Site icon Rev. Brent L. White

Can’t we be overly skeptical about other people’s spiritual experiences?

My friend Tom keeps me on my toes in the comment section of my previous blog post. I totally agree that we should greet reports about near-death experiences—or any other unusual spiritual experience—with a healthy amount of skepticism. Isn’t this what the author of 1 John means when he talks about “testing the spirits” to see if they’re from God (1 John 4:1)?

But in the following reply, I worry that we can be overly skeptical.

Tom,

I hear you. Regarding the 4-year-old, the father goes to great lengths in the book to say that he didn’t coach his child, and mostly I believe him. Again, NDEs are commonplace, and what the child says isn’t so different from other reports I’ve heard—including one first-hand report. NDEs happen all the time. Whether there is anything to them or not, I would take on a case-by-case basis. Evidence suggests that in some cases, there is something to them.

If it were my child, and he experienced the NDE reported in that book, I would say that he had a meaningful encounter with God—and I’d probably leave it at that. Since I’m in the business of believing in the afterlife, I probably wouldn’t be as astonished as the father seems to be. And I certainly wouldn’t interpret the boy’s experience in the theologically shallow way that the father does.

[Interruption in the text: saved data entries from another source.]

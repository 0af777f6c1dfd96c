//! Profile override loading

use devkern::device::{Architecture, DeviceClass, DeviceDescriptor, NumericType, VendorId};
use devkern::profiles::{
    MatrixProductParams, ProfileTable, ProfilesConfig, ResolvedFrom, VectorAxpyParams,
};
use devkern::{load_profiles, ConfigError};
use pretty_assertions::assert_eq;

const OVERRIDES: &str = r#"
[[vector_axpy]]
vendor = "nvidia"
class = "gpu"
architecture = "kepler"
numeric_type = "float"
params = { simd_width = 4, local_size_0 = 256, num_groups = 512, strided = true }

[[vector_axpy]]
vendor = "nvidia"
class = "gpu"
architecture = "kepler"
name = "Tesla K20m"
numeric_type = "float"
params = { simd_width = 2, local_size_0 = 512, num_groups = 1024, strided = false }

[[matrix_product_nn]]
vendor = "unknown"
class = "cpu"
numeric_type = "double"

[matrix_product_nn.params]
simd_width = 1
local_size_0 = 4
kl = 8
local_size_1 = 4
ms = 2
ks = 2
ns = 2
use_lhs_local = false
use_rhs_local = false
local_fetch_0 = 4
local_fetch_1 = 4
"#;

fn kepler(name: &str) -> DeviceDescriptor {
    DeviceDescriptor::new(VendorId::NVIDIA, DeviceClass::Gpu, NumericType::Float)
        .with_architecture(Architecture::Kepler)
        .with_name(name)
}

#[test]
fn test_overrides_extend_builtin_tables() {
    let config = ProfilesConfig::from_toml_str(OVERRIDES).expect("valid overrides");
    assert_eq!(config.len(), 3);
    let profiles = load_profiles(Some(config)).expect("tables stay complete");

    assert_eq!(
        profiles.vector_axpy.resolve_with_source(&kepler("GeForce GTX 780")),
        (
            &VectorAxpyParams::new(4, 256, 512, true),
            ResolvedFrom::ArchitectureDefault
        )
    );
    assert_eq!(
        profiles.vector_axpy.resolve_with_source(&kepler("Tesla K20m")),
        (&VectorAxpyParams::new(2, 512, 1024, false), ResolvedFrom::Exact)
    );

    // Builtin Fermi tuning is untouched
    let fermi = DeviceDescriptor::new(VendorId::NVIDIA, DeviceClass::Gpu, NumericType::Float)
        .with_architecture(Architecture::Fermi);
    assert_eq!(
        profiles.vector_axpy.resolve(&fermi),
        &VectorAxpyParams::new(1, 1024, 2048, true)
    );
}

#[test]
fn test_overrides_replace_global_defaults() {
    let config = ProfilesConfig::from_toml_str(OVERRIDES).expect("valid overrides");
    let profiles = load_profiles(Some(config)).expect("tables stay complete");

    let cpu = DeviceDescriptor::new(VendorId(0x1234), DeviceClass::Cpu, NumericType::Double);
    assert_eq!(
        profiles.matrix_product_nn.resolve(&cpu),
        &MatrixProductParams::new(1, 4, 8, 4, 2, 2, 2, false, false, 4, 4)
    );
    let single = cpu.clone().with_numeric_type(NumericType::Float);
    let builtin = load_profiles(None).expect("builtin database is complete");
    assert_eq!(
        profiles.matrix_product_nn.resolve(&single),
        builtin.matrix_product_nn.resolve(&single)
    );
}

#[test]
fn test_overrides_show_in_listing() {
    let config = ProfilesConfig::from_toml_str(OVERRIDES).expect("valid overrides");
    let profiles = load_profiles(Some(config)).expect("tables stay complete");
    let builtin = load_profiles(None).expect("builtin database is complete");

    assert_eq!(
        profiles.listing(ProfileTable::VectorAxpy).len(),
        builtin.listing(ProfileTable::VectorAxpy).len() + 2
    );
    let listed = profiles
        .listing(ProfileTable::VectorAxpy)
        .into_iter()
        .any(|(key, params)| key.name == "Tesla K20m" && params.starts_with("V2L512G1024C"));
    assert!(listed);
}

#[test]
fn test_invalid_record_is_rejected() {
    let source = r#"
        [[reduction]]
        vendor = "amd"
        class = "gpu"
        numeric_type = "float"
        params = { simd_width = 5, local_size_0 = 128, num_groups = 64, strided = true }
    "#;
    match ProfilesConfig::from_toml_str(source) {
        Err(ConfigError::InvalidParams { table, key, reason }) => {
            assert_eq!(table, "reduction");
            assert_eq!(key, "amd/gpu/unknown/\"\"/float");
            assert!(reason.contains("simd_width"));
        }
        other => panic!("expected InvalidParams, got {:?}", other),
    }
}

#[test]
fn test_fetch_shape_is_validated() {
    let source = r#"
        [[matrix_product_tn]]
        vendor = "nvidia"
        class = "gpu"
        architecture = "fermi"
        numeric_type = "float"
        params = { simd_width = 1, local_size_0 = 16, kl = 16, local_size_1 = 16, ms = 4, ks = 4, ns = 4, use_lhs_local = true, use_rhs_local = true, local_fetch_0 = 8, local_fetch_1 = 8 }
    "#;
    assert!(matches!(
        ProfilesConfig::from_toml_str(source),
        Err(ConfigError::InvalidParams { table: "matrix_product_tn", .. })
    ));
}

#[test]
fn test_unknown_fields_are_rejected() {
    let unknown_table = r#"
        [[gemm]]
        vendor = "amd"
        class = "gpu"
        numeric_type = "float"
    "#;
    assert!(matches!(
        ProfilesConfig::from_toml_str(unknown_table),
        Err(ConfigError::Toml(_))
    ));

    let unknown_param = r#"
        [[vector_axpy]]
        vendor = "amd"
        class = "gpu"
        numeric_type = "float"
        params = { simd_width = 1, local_size_0 = 64, num_groups = 64, strided = true, unroll = 4 }
    "#;
    assert!(matches!(
        ProfilesConfig::from_toml_str(unknown_param),
        Err(ConfigError::Toml(_))
    ));
}

#[test]
fn test_bad_vendor_is_rejected() {
    let source = r#"
        [[vector_axpy]]
        vendor = "acme"
        class = "gpu"
        numeric_type = "float"
        params = { simd_width = 1, local_size_0 = 64, num_groups = 64, strided = true }
    "#;
    assert!(matches!(
        ProfilesConfig::from_toml_str(source),
        Err(ConfigError::Toml(_))
    ));
}

#[test]
fn test_missing_file_reports_path() {
    let path = std::env::temp_dir().join("devkern-config-tests-missing.toml");
    match ProfilesConfig::from_path(&path) {
        Err(ConfigError::Io { path: reported, .. }) => assert_eq!(reported, path),
        other => panic!("expected Io, got {:?}", other),
    }
}

#[test]
fn test_from_path_reads_file() {
    let path = std::env::temp_dir().join(format!("devkern-config-tests-{}.toml", std::process::id()));
    std::fs::write(&path, OVERRIDES).expect("temp dir is writable");
    let config = ProfilesConfig::from_path(&path);
    let _ = std::fs::remove_file(&path);
    assert_eq!(config.expect("valid overrides").vector_axpy.len(), 2);
}

#[test]
fn test_demo_profiles_load() {
    let config = ProfilesConfig::from_toml_str(include_str!("../demos/profiles.toml"))
        .expect("demo overrides are valid");
    assert_eq!(config.len(), 3);
    let profiles = load_profiles(Some(config)).expect("tables stay complete");
    let (params, from) = profiles.matrix_product_nt.resolve_with_source(&kepler("Tesla K20m"));
    assert_eq!(from, ResolvedFrom::Exact);
    assert_eq!(params.tile_rows(), 64);
}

But I wonder if you’re not overreacting because of a few outlandish reports you’ve heard. Of course, people misunderstand, misinterpret, or abuse these experiences. While I am hypersensitive, for example, to Pentecostals who tell me that I ought to have these kinds of experiences—like speaking in tongues—if I’m fully Christian, I don’t doubt in many cases that they have them or that they’re genuine.

There is a spiritual realm, and there is a lot of mystery in Creation. Our skepticism can be misplaced, I think, because we are victims of a post-Enlightenment milieu that tells us nothing beyond the physical universe is real.